The scripts above generate changes if any. If there are changes, they're committed and merged into the main branch.
git config user.name "GitHub Actions Bot"
git config user.email "<>"
git pull origin main
git add .
if [[ -n "$(git status --porcelain)" ]]; then
git commit -m "chore (automated): update blog posts"
git push origin main
fi
To use a PR instead, I went with the following, in this case, for updating blog posts.
PR_TITLE="chore (automated): update blog posts"

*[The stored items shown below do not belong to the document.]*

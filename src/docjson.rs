//! Serde model of the word-processor JSON export consumed by the converter.
//!
//! Only the fields the pipeline reads are modeled; everything else in the
//! export is ignored during deserialization.

use serde::Deserialize;

pub const CENTER_ALIGNMENT: &str = "CENTER";

#[derive(Debug, Deserialize)]
pub struct DocumentFile {
    #[serde(default)]
    pub tabs: Vec<Tab>,
}

#[derive(Debug, Deserialize)]
#[serde(rename_all = "camelCase")]
pub struct Tab {
    pub document_tab: Option<DocumentTab>,
}

#[derive(Debug, Deserialize)]
pub struct DocumentTab {
    #[serde(default)]
    pub body: Body,
}

#[derive(Debug, Default, Deserialize)]
pub struct Body {
    #[serde(default)]
    pub content: Vec<StructuralElement>,
}

/// One entry of the document body. Non-paragraph entries (tables, section
/// breaks) carry no `paragraph` key and are skipped by the builder.
#[derive(Debug, Deserialize)]
pub struct StructuralElement {
    pub paragraph: Option<Paragraph>,
}

#[derive(Debug, Deserialize)]
#[serde(rename_all = "camelCase")]
pub struct Paragraph {
    #[serde(default)]
    pub elements: Vec<ParagraphElement>,
    pub paragraph_style: Option<ParagraphStyle>,
    pub bullet: Option<Bullet>,
}

impl Paragraph {
    pub fn is_centered(&self) -> bool {
        self.paragraph_style
            .as_ref()
            .and_then(|s| s.alignment.as_deref())
            == Some(CENTER_ALIGNMENT)
    }
}

#[derive(Debug, Deserialize)]
pub struct ParagraphStyle {
    pub alignment: Option<String>,
}

#[derive(Debug, Deserialize)]
#[serde(rename_all = "camelCase")]
pub struct Bullet {
    pub list_id: Option<String>,
    /// Absent in the export for top-level bullets.
    #[serde(default)]
    pub nesting_level: u32,
}

#[derive(Debug, Deserialize)]
#[serde(rename_all = "camelCase")]
pub struct ParagraphElement {
    pub text_run: Option<TextRun>,
    pub rich_link: Option<RichLink>,
}

#[derive(Debug, Deserialize)]
#[serde(rename_all = "camelCase")]
pub struct TextRun {
    #[serde(default)]
    pub content: String,
    pub text_style: Option<TextStyle>,
}

#[derive(Debug, Deserialize)]
#[serde(rename_all = "camelCase")]
pub struct TextStyle {
    pub bold: Option<bool>,
    pub italic: Option<bool>,
    pub underline: Option<bool>,
    pub strikethrough: Option<bool>,
    pub font_size: Option<Dimension>,
    pub weighted_font_family: Option<WeightedFontFamily>,
    pub foreground_color: Option<OptionalColor>,
    pub link: Option<Link>,
}

#[derive(Debug, Deserialize)]
pub struct Dimension {
    pub magnitude: Option<f64>,
}

#[derive(Debug, Deserialize)]
#[serde(rename_all = "camelCase")]
pub struct WeightedFontFamily {
    pub font_family: Option<String>,
}

#[derive(Debug, Deserialize)]
pub struct OptionalColor {
    pub color: Option<Color>,
}

#[derive(Debug, Deserialize)]
#[serde(rename_all = "camelCase")]
pub struct Color {
    pub rgb_color: Option<RgbColor>,
}

/// Channels default to 0.0 when omitted, matching the export's convention
/// of dropping zero channels.
#[derive(Debug, Deserialize)]
pub struct RgbColor {
    #[serde(default)]
    pub red: f64,
    #[serde(default)]
    pub green: f64,
    #[serde(default)]
    pub blue: f64,
}

#[derive(Debug, Deserialize)]
pub struct Link {
    pub url: Option<String>,
}

#[derive(Debug, Deserialize)]
#[serde(rename_all = "camelCase")]
pub struct RichLink {
    pub text_style: Option<TextStyle>,
    pub rich_link_properties: Option<RichLinkProperties>,
}

#[derive(Debug, Deserialize)]
pub struct RichLinkProperties {
    pub title: Option<String>,
    pub uri: Option<String>,
}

BRANCH_NAME="chore_automated_update_blog_posts_$(date +%s)"
git branch $BRANCH_NAME
git switch $BRANCH_NAME
# There are potentially multiple files if the blog post has images.
git add .
# See if we have any changes. We should.
if [[ -n "$(git status --porcelain)" ]]; then
echo "Creating PR \"$PR_TITLE\" for branch $BRANCH_NAME"
git commit -m "$PR_TITLE"
git push origin $BRANCH_NAME
gh pr create --title "$PR_TITLE" --body "This is an automated PR to update blog posts"
gh pr merge --auto --delete-branch --squash "$BRANCH_NAME"
else
# Shouldn't end up here, but log that there was nothing to sync
echo "Looks like there was nothing to update."
fi
So like before, the GitHub action has already gotten the latest code from the main branch, and we've run our Node.js scripts to get the latest blog posts.
Instead of committing straight to the main branch, we now create a PR via the GitHub CLI.
gh pr create --title "$PR_TITLE" --body "This is an automated PR to update blog posts"
Once the pull request is created, the following GitHub CLI command sets up the PR to auto-merge if all the checks pass.
gh pr merge --auto --delete-branch --squash "$BRANCH_NAME"
The Result
After publishing this post, I ran the GitHub action, and this is the PR it generated and auto-merged.
And that's it. I love automated work, and GitHub Actions and the GitHub CLI facilitate this.